Naturally, as I am playing around with this data, I’d like to try subtracting the background from the foreground. However, in this case it will just be an exercise. It turns out both spectra are the same, meaning both measurements were taken in identical conditions (or, as I suspect, the spectra was copy+pasted because it’s just an example file). So when we subtract them, we just get 0s.

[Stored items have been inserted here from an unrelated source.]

use async_trait::async_trait;
use chrono::NaiveDate;
use diesel::prelude::*;
use diesel::SqliteConnection;
use log::debug;
use std::sync::Arc;
use uuid::Uuid;

use transfer_scheduler_core::transfers::{
    NewScheduledTransfer, ScheduledTransfer, TransferRepositoryTrait,
};
use transfer_scheduler_core::Result;

use super::model::{NewScheduledTransferDB, ScheduledTransferDB};
use crate::db::{get_connection, DbPool, WriteHandle};
use crate::errors::StorageError;
use crate::schema::scheduled_transfers;
use crate::schema::scheduled_transfers::dsl::*;

pub struct TransferRepository {
    pool: Arc<DbPool>,
    writer: WriteHandle,
}

impl TransferRepository {
    pub fn new(pool: Arc<DbPool>, writer: WriteHandle) -> Self {
        TransferRepository { pool, writer }
    }

    fn to_domain(rows: Vec<ScheduledTransferDB>) -> Result<Vec<ScheduledTransfer>> {
        rows.into_iter().map(ScheduledTransfer::try_from).collect()
    }
}

#[async_trait]
impl TransferRepositoryTrait for TransferRepository {
    async fn create(&self, new_transfer: NewScheduledTransfer) -> Result<ScheduledTransfer> {
        self.writer
            .exec(move |conn: &mut SqliteConnection| -> Result<ScheduledTransfer> {
                let row = NewScheduledTransferDB::from_domain(
                    Uuid::new_v4().to_string(),
                    chrono::Utc::now().naive_utc(),
                    new_transfer,
                );

                let result_db = diesel::insert_into(scheduled_transfers::table)
                    .values(&row)
                    .returning(ScheduledTransferDB::as_returning())
                    .get_result(conn)
                    .map_err(StorageError::from)?;
                debug!("Inserted scheduled transfer {}", result_db.id);
                ScheduledTransfer::try_from(result_db)
            })
            .await
    }

    fn get_by_id(&self, transfer_id: &str) -> Result<ScheduledTransfer> {
        let mut conn = get_connection(&self.pool)?;
        let row = scheduled_transfers
            .find(transfer_id)
            .select(ScheduledTransferDB::as_select())
            .first::<ScheduledTransferDB>(&mut conn)
            .map_err(StorageError::from)?;
        ScheduledTransfer::try_from(row)
    }

    fn list_all(&self) -> Result<Vec<ScheduledTransfer>> {
        let mut conn = get_connection(&self.pool)?;
        let rows = scheduled_transfers
            .select(ScheduledTransferDB::as_select())
            .order((scheduled_date.desc(), created_at.desc()))
            .load::<ScheduledTransferDB>(&mut conn)
            .map_err(StorageError::from)?;
        Self::to_domain(rows)
    }

    fn list_by_source_account(&self, account: &str) -> Result<Vec<ScheduledTransfer>> {
        let mut conn = get_connection(&self.pool)?;
        let rows = scheduled_transfers
            .filter(source_account.eq(account))
            .select(ScheduledTransferDB::as_select())
            .order((scheduled_date.desc(), created_at.desc()))
            .load::<ScheduledTransferDB>(&mut conn)
            .map_err(StorageError::from)?;
        Self::to_domain(rows)
    }

    fn list_by_execution_date(&self, date: NaiveDate) -> Result<Vec<ScheduledTransfer>> {
        let mut conn = get_connection(&self.pool)?;
        let rows = scheduled_transfers
            .filter(execution_date.eq(date))
            .select(ScheduledTransferDB::as_select())
            .order(created_at.asc())
            .load::<ScheduledTransferDB>(&mut conn)
            .map_err(StorageError::from)?;
        Self::to_domain(rows)
    }

    fn list_scheduled_between(
        &self,
        from: NaiveDate,
        to: NaiveDate,
    ) -> Result<Vec<ScheduledTransfer>> {
        let mut conn = get_connection(&self.pool)?;
        let rows = scheduled_transfers
            .filter(scheduled_date.between(from, to))
            .select(ScheduledTransferDB::as_select())
            .order((scheduled_date.desc(), created_at.desc()))
            .load::<ScheduledTransferDB>(&mut conn)
            .map_err(StorageError::from)?;
        Self::to_domain(rows)
    }

    fn list_executing_between(
        &self,
        from: NaiveDate,
        to: NaiveDate,
    ) -> Result<Vec<ScheduledTransfer>> {
        let mut conn = get_connection(&self.pool)?;
        let rows = scheduled_transfers
            .filter(execution_date.between(from, to))
            .select(ScheduledTransferDB::as_select())
            .order((execution_date.asc(), created_at.asc()))
            .load::<ScheduledTransferDB>(&mut conn)
            .map_err(StorageError::from)?;
        Self::to_domain(rows)
    }

    fn count_by_source_account(&self, account: &str) -> Result<i64> {
        let mut conn = get_connection(&self.pool)?;
        let total = scheduled_transfers
            .filter(source_account.eq(account))
            .count()
            .get_result::<i64>(&mut conn)
            .map_err(StorageError::from)?;
        Ok(total)
    }
}

#[cfg(test)]
mod tests {
    use super::*;
    use crate::db::{create_pool, run_migrations, write_actor::spawn_writer};
    use rust_decimal_macros::dec;
    use tempfile::tempdir;
    use transfer_scheduler_core::errors::{DatabaseError, Error};

    async fn create_test_repository() -> (TransferRepository, tempfile::TempDir) {
        let temp_dir = tempdir().expect("Failed to create temp directory");
        let db_path = temp_dir.path().join("test.db");
        let db_path_str = db_path.to_string_lossy().to_string();

        let pool = create_pool(&db_path_str).expect("Failed to create pool");
        run_migrations(&pool).expect("Failed to run migrations");
        let writer = spawn_writer((*pool).clone());

        (TransferRepository::new(Arc::clone(&pool), writer), temp_dir)
    }

    fn date(y: i32, m: u32, d: u32) -> NaiveDate {
        NaiveDate::from_ymd_opt(y, m, d).unwrap()
    }

    fn new_transfer(
        source: &str,
        scheduled: NaiveDate,
        execution: NaiveDate,
    ) -> NewScheduledTransfer {
        NewScheduledTransfer::new(
            source.to_string(),
            "0987654321".to_string(),
            dec!(1000.00),
            dec!(17.00),
            execution,
            scheduled,
        )
    }

    #[tokio::test]
    async fn test_create_and_get_by_id() {
        let (repo, _dir) = create_test_repository().await;

        let created = repo
            .create(new_transfer("1234567890", date(2025, 3, 1), date(2025, 4, 15)))
            .await
            .unwrap();

        assert!(!created.id.is_empty());
        assert_eq!(created.lead_days, 45);
        assert_eq!(created.amount, dec!(1000.00));
        assert_eq!(created.fee.to_string(), "17.00");

        let loaded = repo.get_by_id(&created.id).unwrap();
        assert_eq!(loaded, created);
    }

    #[tokio::test]
    async fn test_get_by_id_missing_is_not_found() {
        let (repo, _dir) = create_test_repository().await;

        let result = repo.get_by_id("does-not-exist");
        assert!(matches!(
            result,
            Err(Error::Database(DatabaseError::NotFound(_)))
        ));
    }

    #[tokio::test]
    async fn test_ids_are_unique() {
        let (repo, _dir) = create_test_repository().await;
        let first = repo
            .create(new_transfer("1234567890", date(2025, 3, 1), date(2025, 3, 1)))
            .await
            .unwrap();
        let second = repo
            .create(new_transfer("1234567890", date(2025, 3, 1), date(2025, 3, 1)))
            .await
            .unwrap();
        assert_ne!(first.id, second.id);
    }

    #[tokio::test]
    async fn test_listing_and_counting_by_source_account() {
        let (repo, _dir) = create_test_repository().await;
        repo.create(new_transfer("1111111111", date(2025, 3, 1), date(2025, 3, 25)))
            .await
            .unwrap();
        repo.create(new_transfer("1111111111", date(2025, 3, 5), date(2025, 4, 20)))
            .await
            .unwrap();
        repo.create(new_transfer("2222222222", date(2025, 3, 3), date(2025, 3, 3)))
            .await
            .unwrap();

        let all = repo.list_all().unwrap();
        assert_eq!(all.len(), 3);
        let scheduled: Vec<NaiveDate> = all.iter().map(|t| t.scheduled_date).collect();
        assert_eq!(
            scheduled,
            vec![date(2025, 3, 5), date(2025, 3, 3), date(2025, 3, 1)]
        );

        let by_account = repo.list_by_source_account("1111111111").unwrap();
        assert_eq!(by_account.len(), 2);
        assert_eq!(by_account[0].scheduled_date, date(2025, 3, 5));

        assert_eq!(repo.count_by_source_account("1111111111").unwrap(), 2);
        assert_eq!(repo.count_by_source_account("2222222222").unwrap(), 1);
        assert_eq!(repo.count_by_source_account("3333333333").unwrap(), 0);
    }

    #[tokio::test]
    async fn test_date_queries() {
        let (repo, _dir) = create_test_repository().await;
        repo.create(new_transfer("1111111111", date(2025, 3, 1), date(2025, 3, 25)))
            .await
            .unwrap();
        repo.create(new_transfer("1111111111", date(2025, 3, 2), date(2025, 4, 20)))
            .await
            .unwrap();
        repo.create(new_transfer("2222222222", date(2025, 3, 10), date(2025, 3, 25)))
            .await
            .unwrap();

        assert_eq!(repo.list_by_execution_date(date(2025, 3, 25)).unwrap().len(), 2);
        assert!(repo.list_by_execution_date(date(2025, 3, 26)).unwrap().is_empty());

        let scheduled = repo
            .list_scheduled_between(date(2025, 3, 1), date(2025, 3, 2))
            .unwrap();
        assert_eq!(scheduled.len(), 2);

        let executing = repo
            .list_executing_between(date(2025, 3, 1), date(2025, 4, 30))
            .unwrap();
        let execution_dates: Vec<NaiveDate> = executing.iter().map(|t| t.execution_date).collect();
        assert_eq!(
            execution_dates,
            vec![date(2025, 3, 25), date(2025, 3, 25), date(2025, 4, 20)]
        );

        let inclusive = repo
            .list_executing_between(date(2025, 4, 20), date(2025, 4, 20))
            .unwrap();
        assert_eq!(inclusive.len(), 1);
    }
}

There is one difference between the foreground and background measurement within the example file. One uses the “CountedZeroes” compression algorithm, which is described in the N42 standard as “compressed by the removal of repeated zero values… When a “0” value appears in the ChannelData contents, the next value is the number of consecutive zero-value channels beginning with the first zero-value in the sequence.” You’ll see I accounted for this in previous cell.
# demo bg and fg spectra are the same
import numpy as np
spectra = df_n42_m['msr_spectrum_channeldata'].apply(lambda x: np.array(x))
bsub = (spectra[1] - spectra[0])
print(min(bsub),max(bsub))
0 0
Replicate
One N42 file is not much fun. With a set of spectra, I’ll be able to explore more analysis and visualization techniques. Let’s simulate multiple N42 files by replicating the one I have.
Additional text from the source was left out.